Computes numerical goodness-of-fit statistics for a fitted Reliability Growth Analysis (RGA) model using the time-transformation approach. For a Crow-AMSAA (Power Law NHPP) model with parameters \(\beta\) and \(\lambda\), the transformed values \(W_i = (t_i / t_n)^{\beta}\) should follow a Uniform(0, 1) distribution if the model fits.
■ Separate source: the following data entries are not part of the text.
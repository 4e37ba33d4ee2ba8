//! Numerical stability utilities.
//!
//! Provides guarded implementations of the nonlinear transforms used by the
//! box-constrained optimizers and the choice model. Each one has a naïve
//! form that overflows or loses precision for large `|x|`; the versions here
//! keep `f64` arithmetic well conditioned.
//!
//! # Provided items
//! - [`LOGIT_EPS`]: clamp applied to probabilities before taking a logit.
//! - [`GENERAL_TOL`]: generic small tolerance for degenerate denominators.
//! - [`safe_logistic(x)`]: `1 / (1 + exp(-x))` without overflow.
//! - [`safe_logit(p)`]: inverse of the logistic, finite at `p ∈ {0, 1}`.
//! - [`log_sum_exp(v)`]: `ln Σ exp(v_i)` with a max shift.
//! - [`safe_softmax(v)`]: max-shifted softmax.
use ndarray::{Array1, ArrayView1};

/// Probabilities are clamped into `[LOGIT_EPS, 1 - LOGIT_EPS]` before a logit
/// so points that sit exactly on a box face map to a finite coordinate.
pub const LOGIT_EPS: f64 = 1e-9;

/// Shared tolerance for "numerically zero" denominators and distances.
pub const GENERAL_TOL: f64 = 1e-10;

/// Numerically stable logistic: `σ(x) = 1 / (1 + exp(-x))`.
///
/// For negative `x` the algebraically equivalent `exp(x) / (1 + exp(x))`
/// is used so `exp` never sees a large positive argument.
pub fn safe_logistic(x: f64) -> f64 {
    if x >= 0.0 {
        1.0 / (1.0 + (-x).exp())
    } else {
        let e = x.exp();
        e / (1.0 + e)
    }
}

/// Inverse logistic `ln(p / (1 - p))`, with `p` clamped into
/// `[LOGIT_EPS, 1 - LOGIT_EPS]`.
pub fn safe_logit(p: f64) -> f64 {
    let p = p.clamp(LOGIT_EPS, 1.0 - LOGIT_EPS);
    p.ln() - (-p).ln_1p()
}

/// `ln Σ_i exp(v_i)` evaluated as `m + ln Σ_i exp(v_i - m)` with `m = max v`.
///
/// Returns `-∞` for an empty slice.
pub fn log_sum_exp(v: ArrayView1<f64>) -> f64 {
    let m = v.iter().copied().fold(f64::NEG_INFINITY, f64::max);
    if !m.is_finite() {
        return m;
    }
    m + v.iter().map(|&x| (x - m).exp()).sum::<f64>().ln()
}

/// Max-shifted softmax. The output sums to one and is unchanged by adding a
/// constant to every input.
pub fn safe_softmax(v: ArrayView1<f64>) -> Array1<f64> {
    let lse = log_sum_exp(v);
    v.mapv(|x| (x - lse).exp())
}

#[cfg(test)]
mod tests {
    use super::*;
    use approx::assert_relative_eq;
    use ndarray::array;

    #[test]
    // Purpose
    // -------
    // `safe_logistic` agrees with the naïve formula where the latter is safe
    // and saturates cleanly in the tails.
    fn safe_logistic_matches_naive_and_saturates() {
        for &x in &[-5.0, -0.5, 0.0, 0.5, 5.0] {
            let naive = 1.0 / (1.0 + f64::exp(-x));
            assert_relative_eq!(safe_logistic(x), naive, epsilon = 1e-15);
        }
        assert_eq!(safe_logistic(-800.0), 0.0);
        assert_eq!(safe_logistic(800.0), 1.0);
    }

    #[test]
    // Purpose
    // -------
    // `safe_logit` inverts `safe_logistic` in the interior and stays finite at
    // the boundaries.
    fn safe_logit_inverts_logistic() {
        for &x in &[-7.0, -1.0, 0.0, 2.5, 9.0] {
            assert_relative_eq!(safe_logit(safe_logistic(x)), x, epsilon = 1e-8);
        }
        assert!(safe_logit(0.0).is_finite());
        assert!(safe_logit(1.0).is_finite());
        assert!(safe_logit(0.0) < 0.0 && safe_logit(1.0) > 0.0);
    }

    #[test]
    // Purpose
    // -------
    // `log_sum_exp` does not overflow for large inputs and matches the direct
    // computation on a moderate grid.
    fn log_sum_exp_is_stable() {
        let v = array![1.0, 2.0, 3.0];
        let direct = v.mapv(f64::exp).sum().ln();
        assert_relative_eq!(log_sum_exp(v.view()), direct, epsilon = 1e-14);

        let big = array![1000.0, 1000.0];
        assert_relative_eq!(log_sum_exp(big.view()), 1000.0 + 2f64.ln(), epsilon = 1e-12);
    }

    #[test]
    // Purpose
    // -------
    // Softmax is a probability vector and shift invariant.
    fn safe_softmax_sums_to_one_and_is_shift_invariant() {
        let v = array![0.3, -1.2, 4.0];
        let p = safe_softmax(v.view());
        let shifted = safe_softmax(v.mapv(|x| x + 500.0).view());

        assert_relative_eq!(p.sum(), 1.0, epsilon = 1e-14);
        for (a, b) in p.iter().zip(shifted.iter()) {
            assert_relative_eq!(a, b, epsilon = 1e-12);
        }
    }
}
The Cramér-von Mises and Kolmogorov-Smirnov statistics are computed against this null distribution.
See also
Other goodness-of-fit:
ppplot.rga(),
print.gof(),
qqplot.rga()
Examples
times <- c(5, 10, 15, 20, 25)
failures <- c(1, 2, 1, 3, 2)
fit <- rga(times, failures)
g <- gof(fit)
print(g)
#> Goodness-of-Fit Statistics (Crow-AMSAA)
#> ------------------------------------------
#> n (observations): 5
#>
#> Cramer-von Mises statistic (W^2): 0.02835
#> Kolmogorov-Smirnov statistic (D): 0.12347
#>
#> Smaller values indicate a better fit.
#> W_i = (t_i / t_n)^beta should be Uniform(0,1) under H0.